Failure isn't always their fault, but the attitude with which they approach failure is an indicator of their character. Use this as a metric for how they might react to an issue on your project.
Is their rate commensurate with the market rate in your area?
The adage is that "you get what you pay for." While there are exceptions, it's most often the case that a developer knows what they're worth. If they're younger and just starting out consulting, a they might not necessarily know their value in dollars per hour or week. But then too, their lack of experience will likely be reflected in the work, whether it's now or after months of engaging with them.
Use sites like Payscale to determine how your candidate's rate compares to the average salary in the area. To convert an annual salary to an hourly rate, divide the salary figure by 1,000. For instance, if the average salary of a Senior Ruby Developer in your area is $100,000 per year, that comes out to $100/hour. This accounts for 20 billable hours per week, since most freelance consultants will spend equal time programming as they do engaging in business development, totalling to a 40-hour workweek.

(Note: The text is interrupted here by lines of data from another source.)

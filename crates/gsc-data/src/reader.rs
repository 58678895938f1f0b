//! CSV export discovery and row parsing.
//!
//! Daily detailed-web exports live in monthly folders and carry a header
//! followed by rows of
//! `date, query, page, device, country, clicks, impressions, ctr, position`.

use std::fs::File;
use std::path::{Path, PathBuf};

use chrono::NaiveDate;
use gsc_core::models::{ResultRow, DATE_FORMAT};
use gsc_core::{GscError, Result};
use tracing::{debug, warn};

/// File-name suffix marking a daily detailed-web export.
pub const EXPORT_SUFFIX: &str = "_detailed_web.csv";

/// Number of positional fields in one export row.
pub const EXPORT_FIELDS: usize = 9;

// ── Public API ────────────────────────────────────────────────────────────────

/// Find all daily exports recursively under `root`, sorted by path.
///
/// Callers must not assume the order is chronological; file names decide it.
pub fn find_export_files(root: &Path) -> Result<Vec<PathBuf>> {
    if !root.is_dir() {
        return Err(GscError::DataPathNotFound(root.to_path_buf()));
    }

    let mut files: Vec<PathBuf> = walkdir::WalkDir::new(root)
        .follow_links(true)
        .into_iter()
        .filter_map(|entry| match entry {
            Ok(e) => Some(e),
            Err(e) => {
                warn!("Skipping unreadable entry under {}: {}", root.display(), e);
                None
            }
        })
        .filter(|entry| {
            entry.file_type().is_file()
                && entry
                    .file_name()
                    .to_str()
                    .map(|name| name.ends_with(EXPORT_SUFFIX))
                    .unwrap_or(false)
        })
        .map(|entry| entry.into_path())
        .collect();

    files.sort();
    debug!("Found {} export files under {}", files.len(), root.display());
    Ok(files)
}

/// Open `path` as a CSV reader whose first record is always treated as the
/// header and skipped. Records may have any width; callers check it.
pub fn open_csv(path: &Path) -> Result<csv::Reader<File>> {
    let file = File::open(path).map_err(|source| GscError::FileRead {
        path: path.to_path_buf(),
        source,
    })?;
    Ok(csv::ReaderBuilder::new()
        .has_headers(true)
        .flexible(true)
        .from_reader(file))
}

/// Map one positional export record to a [`ResultRow`].
///
/// Returns the reason on failure; the caller adds file and line.
pub fn parse_row(record: &csv::StringRecord) -> std::result::Result<ResultRow, String> {
    if record.len() != EXPORT_FIELDS {
        return Err(format!(
            "expected {} fields, found {}",
            EXPORT_FIELDS,
            record.len()
        ));
    }

    let field = |i: usize| record.get(i).unwrap_or_default();

    Ok(ResultRow {
        date: NaiveDate::parse_from_str(field(0), DATE_FORMAT)
            .map_err(|e| format!("invalid date {:?}: {}", field(0), e))?,
        query: field(1).to_string(),
        page: field(2).to_string(),
        device: field(3).to_string(),
        country: field(4).to_string(),
        clicks: parse_int("clicks", field(5))?,
        impressions: parse_int("impressions", field(6))?,
        ctr: parse_ctr(field(7))?,
        position: parse_float("position", field(8))?,
    })
}

/// Wrap a row-level failure into a [`GscError::MalformedRow`].
pub fn malformed(path: &Path, record: &csv::StringRecord, reason: String) -> GscError {
    GscError::MalformedRow {
        path: path.to_path_buf(),
        line: record.position().map(|p| p.line()).unwrap_or(0),
        reason,
    }
}

// ── Internal helpers ──────────────────────────────────────────────────────────

fn parse_int(name: &str, raw: &str) -> std::result::Result<i64, String> {
    raw.trim()
        .parse()
        .map_err(|e| format!("invalid {} {:?}: {}", name, raw, e))
}

fn parse_float(name: &str, raw: &str) -> std::result::Result<f64, String> {
    raw.trim()
        .parse()
        .map_err(|e| format!("invalid {} {:?}: {}", name, raw, e))
}

/// CTR is a fraction; percentage strings such as `"12.5%"` are converted.
fn parse_ctr(raw: &str) -> std::result::Result<f64, String> {
    match raw.trim().strip_suffix('%') {
        Some(percent) => parse_float("ctr", percent).map(|v| v / 100.0),
        None => parse_float("ctr", raw),
    }
}

// ── Tests ─────────────────────────────────────────────────────────────────────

If there's an obvious low rate outlier among your candidates, ask yourself whether there might be a reason their rate is so low. Do they lack experience? Are they eager to work with you, or desparate? Give them the benefit of the doubt, but don't let a low price fool you into believing you're getting a great deal!

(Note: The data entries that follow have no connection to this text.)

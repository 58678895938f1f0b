//! Ad-hoc per-query lookup.

use gsc_core::models::QueryStats;
use gsc_core::Result;
use gsc_store::Store;
use tracing::debug;

/// Top `limit` queries containing `needle`, by impressions descending.
pub fn run_query(store: &Store, needle: &str, limit: usize) -> Result<Vec<QueryStats>> {
    let rows = store.top_queries(needle, limit)?;
    debug!("{} queries match {:?}", rows.len(), needle);
    Ok(rows)
}

/// One tuple per line, in the order given.
pub fn render_rows(rows: &[QueryStats]) -> String {
    rows.iter()
        .map(|row| row.to_string())
        .collect::<Vec<_>>()
        .join("\n")
}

Do they have professional references? Call them.
Always ask for the phone number of at least one professional reference. It might be a former manager, another client, or a colleague.
When you call, explain you're thinking of hiring your candidate, but that you have a few questions and are hoping they might be able to help. If they had a good working relationship, you'll hopefully find them eager and willing to help.
Don't know what to ask? Try these questions:
- What obstacle would have prevented you from hiring/working with them?
- What value did they provide to your business?
- Would you recommend them to others?
These specific questions will help you identify:
- If there was something that gave them pause before hiring the candidate
- What specific value the candidate provided to a real-life business
- Whether someone would go out of their way to recommend the candidate's work
Now you have a first-hand testimonial with real talking points upon which you can base your decision!
Get a second opinion from someone you trust.
If you know someone else in the industry whose opinion you trust, why not hire them to help you with the process? A seasoned developer or technical manager will have years of experience with other developers and will know what to look for.
They'll be able to review the candidate's sample code and portfolio to tell you whether they'd feel comfortable working with them.
And most importantly, they'll give you an impartial opinion because you'll pay them a fee for helping with the hiring process—not for being a prospective candidate.
When you hire your next freelance developer, consider the following:
- Do they have the heart of a teacher?
- Are they willing to challenge your assumptions?
- Are they an effective communicator?
- How do they respond to failure?
- Is their rate commensurate with the market rate in your area?
- Do they have professional references? Call them.
Hiring technical talent can be anxiety-inducing if you don't approach it with a process that helps you filter away candidates that aren't the best fit for your business and project. Have any techniques you like to use?